As British government comes under fire over bloody raid to free a foreign journalist in Afghanistan, Foreign Secretary David Miliband has defended the mission.

Miliband said the raid was the only way to rescue New York Times reporter Stephen Farrell who was abducted by the Taliban linked militants last week.

British-led commandos swooped on an insurgents’ hideout in northern Kunduz province before dawn on Wednesday and managed to free Farrell.

Farrell, who holds dual British and Irish citizenships, did not suffer any injures during the operation and was successfully freed.

However, his Afghan interpreter, Sultan Munadi, was killed during the raid along with an Afghan woman and child, as well as a British soldier.

British officials say it was Miliband and the UK Defense Secretary, Bob Ainsworth who took the final decision to approve the use of force to free Farrell.

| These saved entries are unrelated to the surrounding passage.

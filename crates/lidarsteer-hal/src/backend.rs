//! [`SimulationBackend`] – the synchronous simulator seen from the drive loop.
//!
//! A backend owns the world and the ego vehicle. On every
//! [`tick`][SimulationBackend::tick] it advances exactly one fixed step and
//! publishes that frame's sensor data into the [`SensorFeeds`][crate::rig::SensorFeeds]
//! it was built with. The rest of the stack only talks to this trait, so a
//! real simulator client and the headless [`SimWorld`][crate::sim::SimWorld]
//! are interchangeable.

use lidarsteer_perception::Pose;
use lidarsteer_types::{ControlCommand, DriveError};

pub trait SimulationBackend {
    /// Stable identifier of the ego vehicle, used in logs and errors.
    fn vehicle_id(&self) -> &str;

    /// Advance the world by one fixed step and return the new frame number.
    ///
    /// # Errors
    ///
    /// Returns [`DriveError::Backend`] if the world cannot be stepped.
    fn tick(&mut self) -> Result<u64, DriveError>;

    /// Queue `control` for the ego vehicle; it takes effect on the next tick.
    ///
    /// # Errors
    ///
    /// Returns [`DriveError::Actuation`] if the vehicle rejects the command.
    fn apply_control(&mut self, control: &ControlCommand) -> Result<(), DriveError>;

    /// Current ego speed, m/s.
    fn vehicle_speed(&self) -> f32;

    /// Current ego pose in the world frame.
    fn vehicle_pose(&self) -> Pose;
}

#[cfg(test)]
mod tests {
    use super::*;

    /// Minimal in-process backend used only for tests.
    struct MockBackend {
        frame: u64,
        last: Option<ControlCommand>,
    }

    impl SimulationBackend for MockBackend {
        fn vehicle_id(&self) -> &str {
            "mock"
        }

        fn tick(&mut self) -> Result<u64, DriveError> {
            self.frame += 1;
            Ok(self.frame)
        }

        fn apply_control(&mut self, control: &ControlCommand) -> Result<(), DriveError> {
            if control.steer.is_nan() {
                return Err(DriveError::Actuation {
                    vehicle: self.vehicle_id().to_string(),
                    details: "NaN steer".to_string(),
                });
            }
            self.last = Some(*control);
            Ok(())
        }

        fn vehicle_speed(&self) -> f32 {
            0.0
        }

        fn vehicle_pose(&self) -> Pose {
            Pose::identity()
        }
    }

    #[test]
    fn mock_backend_ticks_and_records_control() {
        let mut backend = MockBackend {
            frame: 0,
            last: None,
        };
        assert_eq!(backend.tick().unwrap(), 1);
        assert_eq!(backend.tick().unwrap(), 2);

        let cmd = ControlCommand::clamped(0.5, 0.1, 0.0);
        backend.apply_control(&cmd).unwrap();
        assert_eq!(backend.last, Some(cmd));

        let bad = ControlCommand {
            throttle: 0.0,
            steer: f32::NAN,
            brake: 0.0,
        };
        assert!(matches!(
            backend.apply_control(&bad),
            Err(DriveError::Actuation { .. })
        ));
    }
}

The London government has been criticized at home and abroad for launching a military operation without exhausting other channels.

The Media Club of Afghanistan has blamed foreign troops for the death of a colleague during the rescue operation. The journalists group has also criticised NATO commandos for leaving Sultan Munadi’s body behind while they rescued Farrell.

Afghanistan media and journalists have expressed anger over the incident, saying that they launch these operations only to release their own people.

Insurgency has reached at its record level high across Afghanistan since the US-led forces invaded the country eight years ago.